Dave Brubeck served in Patton's Army during World War II (during which he was actually ordered to form a band by superior officers impressed by his piano talents), he looked as square as any Nixon staffer, he is noted for being a devout Catholic and one of the most personally stable family men in the music business, and enjoyed Top 40 Chart success and platinum status for a jazz recording - a dubious honor usually reserved for Kenny G-style dreck.
So to someone unfamiliar with his work, it might come as a surprise to hear that Brubeck is one of the most successful avant garde radicals of the past 100 years.
His impact on American music rivals that of Louis Armstrong, Duke Ellington, Miles Davis, and Aaron Copland. He subverted all of our conceptions of what "jazz" meant, in the ideal sense of someone who rejected the notion that "classical," "jazz," "blues," etc were meaningful distinctions. He composed and performed music. And that music both transcended and upheld a tradition and a spirit that was fundamentally jazz.

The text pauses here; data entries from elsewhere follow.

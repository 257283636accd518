//! Tolerance windows and the deviation-to-score conversion shared by the
//! matcher and the annotation summary.
use std::fmt::Display;

use mzpeaks::Tolerance;

#[cfg(feature = "serde")]
use serde::{Deserialize, Serialize};

use crate::utils::ppm_error;

/// A closed interval `[low, high]`
#[derive(Debug, Clone, Copy, PartialEq)]
#[cfg_attr(feature = "serde", derive(Serialize, Deserialize))]
pub struct ToleranceWindow {
    pub low: f64,
    pub high: f64,
}

impl ToleranceWindow {
    pub fn new(low: f64, high: f64) -> Self {
        Self { low, high }
    }

    pub fn around(center: f64, half_width: f64) -> Self {
        let half_width = half_width.abs();
        Self::new(center - half_width, center + half_width)
    }

    pub fn center(&self) -> f64 {
        (self.low + self.high) / 2.0
    }

    pub fn half_width(&self) -> f64 {
        (self.high - self.low) / 2.0
    }

    #[inline]
    pub fn contains(&self, value: f64) -> bool {
        self.low <= value && value <= self.high
    }
}

impl Display for ToleranceWindow {
    fn fmt(&self, f: &mut std::fmt::Formatter<'_>) -> std::fmt::Result {
        write!(f, "[{:.5}, {:.5}]", self.low, self.high)
    }
}

#[inline]
pub fn within_absolute_tolerance(observed: f64, expected: f64, window: f64) -> bool {
    (observed - expected).abs() <= window.abs()
}

/// `fraction` is a proportion of `expected`, `0.1` meaning 10%
#[inline]
pub fn within_percent_tolerance(observed: f64, expected: f64, fraction: f64) -> bool {
    (observed - expected).abs() <= (expected * fraction).abs()
}

#[inline]
pub fn within_ppm_tolerance(observed: f64, expected: f64, ppm: f64) -> bool {
    (observed - expected).abs() <= (expected * ppm * 1e-6).abs()
}

/// Convert a deviation into a similarity in `[0, 1]`, where a deviation of zero scores 1
/// and any deviation at or beyond `max_deviation` scores 0.
///
/// The deviation may be an absolute difference or a relative one, the formula is the same.
/// `NaN` inputs and a non-positive `max_deviation` score 0.
pub fn score_from_deviation(deviation: f64, max_deviation: f64) -> f64 {
    if deviation.is_nan() || max_deviation.is_nan() || max_deviation <= 0.0 {
        return 0.0;
    }
    (1.0 - deviation.abs().min(max_deviation) / max_deviation).clamp(0.0, 1.0)
}

#[inline]
pub fn score_from_values(actual: f64, predicted: f64, max_deviation: f64) -> f64 {
    score_from_deviation(actual - predicted, max_deviation)
}

/// How close `value` lies to the center of `window`, 1 at the center falling to 0 at either edge
pub fn center_score(value: f64, window: &ToleranceWindow) -> f64 {
    let half = window.half_width();
    if half <= 0.0 {
        return if value == window.center() { 1.0 } else { 0.0 };
    }
    (1.0 - (value - window.center()).abs() / half).clamp(0.0, 1.0)
}

/// A weighted mean of scores
#[derive(Debug, Clone, Copy, Default, PartialEq)]
pub struct ScoreAccumulator {
    sum: f64,
    weights: f64,
}

impl ScoreAccumulator {
    pub fn add(&mut self, score: f64, weight: f64) {
        self.sum += score * weight;
        self.weights += weight;
    }

    pub fn is_empty(&self) -> bool {
        self.weights == 0.0
    }

    pub fn score(&self) -> f64 {
        if self.weights == 0.0 {
            0.0
        } else {
            self.sum / self.weights
        }
    }
}

/// An m/z tolerance given as both an absolute and a relative error, the wider
/// of the two applies at any given m/z.
#[derive(Debug, Clone, Copy, PartialEq)]
#[cfg_attr(feature = "serde", derive(Serialize, Deserialize))]
pub struct MzTolerance {
    pub absolute: f64,
    pub ppm: f64,
}

impl Default for MzTolerance {
    fn default() -> Self {
        Self {
            absolute: 0.005,
            ppm: 15.0,
        }
    }
}

impl MzTolerance {
    pub fn new(absolute: f64, ppm: f64) -> Self {
        Self { absolute, ppm }
    }

    pub fn ppm(ppm: f64) -> Self {
        Self::new(0.0, ppm)
    }

    pub fn max_diff(&self, mz: f64) -> f64 {
        self.absolute.max(mz.abs() * self.ppm * 1e-6)
    }

    pub fn window(&self, mz: f64) -> ToleranceWindow {
        ToleranceWindow::around(mz, self.max_diff(mz))
    }

    pub fn contains(&self, expected: f64, observed: f64) -> bool {
        within_absolute_tolerance(observed, expected, self.max_diff(expected))
    }

    /// The equivalent peak search tolerance at `mz`
    pub fn to_peak_tolerance(&self, mz: f64) -> Tolerance {
        Tolerance::Da(self.max_diff(mz))
    }
}

impl Display for MzTolerance {
    fn fmt(&self, f: &mut std::fmt::Formatter<'_>) -> std::fmt::Result {
        write!(f, "{} m/z or {} ppm", self.absolute, self.ppm)
    }
}

#[derive(Debug, Clone, Copy, PartialEq)]
#[cfg_attr(feature = "serde", derive(Serialize, Deserialize))]
pub enum RtTolerance {
    /// A fixed width in minutes
    Absolute(f32),
    /// A percentage of the retention time
    Relative(f32),
}

impl Default for RtTolerance {
    fn default() -> Self {
        Self::Absolute(0.3)
    }
}

impl RtTolerance {
    pub fn max_diff(&self, rt: f32) -> f32 {
        match self {
            Self::Absolute(w) => w.abs(),
            Self::Relative(pct) => (rt * pct / 100.0).abs(),
        }
    }

    pub fn window(&self, rt: f32) -> ToleranceWindow {
        ToleranceWindow::around(rt as f64, self.max_diff(rt) as f64)
    }

    pub fn contains(&self, expected: f32, observed: f32) -> bool {
        within_absolute_tolerance(observed as f64, expected as f64, self.max_diff(expected) as f64)
    }
}

/// An absolute ion mobility tolerance in the mobility unit of the data
#[derive(Debug, Clone, Copy, PartialEq)]
#[cfg_attr(feature = "serde", derive(Serialize, Deserialize))]
pub struct MobilityTolerance(pub f32);

impl MobilityTolerance {
    pub fn window(&self, mobility: f32) -> ToleranceWindow {
        ToleranceWindow::around(mobility as f64, self.0 as f64)
    }

    pub fn contains(&self, expected: f32, observed: f32) -> bool {
        within_absolute_tolerance(observed as f64, expected as f64, self.0 as f64)
    }
}

/// A relative tolerance given as a fraction, `0.01` being 1%
#[derive(Debug, Clone, Copy, PartialEq)]
#[cfg_attr(feature = "serde", derive(Serialize, Deserialize))]
pub struct PercentTolerance(pub f64);

impl PercentTolerance {
    pub fn window(&self, value: f64) -> ToleranceWindow {
        ToleranceWindow::around(value, value * self.0)
    }

    pub fn contains(&self, expected: f64, observed: f64) -> bool {
        within_percent_tolerance(observed, expected, self.0)
    }
}

/// The deviations at which each dimension's score reaches zero
#[derive(Debug, Clone, Copy, PartialEq)]
#[cfg_attr(feature = "serde", derive(Serialize, Deserialize))]
pub struct ScoreBounds {
    pub max_ppm: f64,
    /// Absolute, in minutes
    pub max_rt: f64,
    /// Relative, `(measured - expected) / expected`
    pub max_ccs: f64,
    /// Relative, `(measured - expected) / expected`
    pub max_ri: f64,
    /// Used to pair isotope peaks when comparing patterns
    pub isotope_tolerance: MzTolerance,
}

impl Default for ScoreBounds {
    fn default() -> Self {
        Self {
            max_ppm: 15.0,
            max_rt: 0.3,
            max_ccs: 0.10,
            max_ri: 0.10,
            isotope_tolerance: MzTolerance::new(0.005, 15.0),
        }
    }
}

impl ScoreBounds {
    pub fn with_max_ppm(mut self, max_ppm: f64) -> Self {
        self.max_ppm = max_ppm;
        self
    }

    pub fn with_max_rt(mut self, max_rt: f64) -> Self {
        self.max_rt = max_rt;
        self
    }

    pub fn with_max_ccs(mut self, max_ccs: f64) -> Self {
        self.max_ccs = max_ccs;
        self
    }

    pub fn with_max_ri(mut self, max_ri: f64) -> Self {
        self.max_ri = max_ri;
        self
    }

    pub fn mz_score(&self, observed: f64, expected: f64) -> f64 {
        score_from_deviation(ppm_error(observed, expected), self.max_ppm)
    }

    pub fn rt_score(&self, observed: f64, expected: f64) -> f64 {
        score_from_values(observed, expected, self.max_rt)
    }

    pub fn ccs_score(&self, observed: f64, expected: f64) -> f64 {
        if expected == 0.0 {
            return 0.0;
        }
        score_from_deviation((observed - expected) / expected, self.max_ccs)
    }

    pub fn ri_score(&self, observed: f64, expected: f64) -> f64 {
        if expected == 0.0 {
            return 0.0;
        }
        score_from_deviation((observed - expected) / expected, self.max_ri)
    }
}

This is a man with boundless energy who did not want to be constrained by what he viewed as the overly rigid structures of any genre. So he used different time signatures. It used to be that the only deviation in jazz from 4/4 time was an occasional 3/4 waltz. He did plenty of those (damn well, I might add), but he then showed us that you could play in 5/4, 6/4, 7/4, 9/8, 13/4, and switch back and forth between time signatures in the same song and still keep that swing. He incorporated Turkish street folk, Mozart, and 12 bar blues into the same song. And as noted in a wonderful NPR remembrance today (click here and click on the audio link), his longtime sax player Paul Desmond was extremely intimidated at first by the man when he started to play in two different keys at the same time.
All of this requires the technical mastery of a Julliard-Trained maestro (which he wasn't) while maintaining the wild improvisational spirit of a hot jazz club performer in 1920s Harlem.
"Take 5" [5/4]
Let's start with the big hit. A melody so sweet and accessible it charted and caused thousands of Americans to start tapping their feet in 5/4 time without even realizing it. Deceptively simple sounding, it's actually tough as hell to play (as a mediocre high school jazz band pianist, I quickly learned that all Brubeck pieces were out of my league). This song was actually written by Desmond, it's important to note.
"Blue Rondo a la Turk" [9/8 and 4/4]
This is the Turkish streek folk/Mozart/12 bar blues piece I mentioned earlier. This is the opening track on the "Time Out" album, and it blows your mind immediately. The version I link to is from his legendary At Carnegie Hall performance. In this version, the intensity blows the roof off. You can feel his manic energy and how it infects a quartet that wants to keep up - he's almost daring them the entire time.
"Bossa Nova USA"
Another Carnegie Hall recording, and another example of Brubeck blending genres.
"Unsquare Dance"
7/4 time!!! Also a hilarious video. From the Time Further Out album, where Brubeck played the tracks in numerical order by time signature. This song also made the Billboard Hot 100.
"Elementals"
Brubeck's first orchestral composition; comprises the entire Side 2 of his album Time Changes. YouTube has it split in two parts for some reason. The link is to Part 1. Listen to both. This blew me away the first time I heard it.
"All Night Long"
This is actually a trailer for a weird looking movie. But it includes both Brubeck AND Mingus. No further explanation needed.
"40 Days"
From 1966's Time In. He started playing around with religiously-inspired work at this time. More downbeat than some others, and somewhat eerie.
"Cassandra"
Also from Time In.
"Sermon on the Mount"
Click on the first track here. This is Brubeck with his sons, featuring his son Matthew on cello, recorded in 1997 on the album "In Their Own Sweet Way."
There are many more great pieces I could share. Look them up. You can't go wrong. Dave Brubeck represents everything that is great about American music. It is a fusion of cultures, styles, and techniques. And much like our country as a whole, our music is best displayed and appreciated when all of the component parts are pieced together. And the great thing that Brubeck always understood was that new components are added to the mix every day. Music doesn't stand still. And Dave Brubeck never did, not even for a second.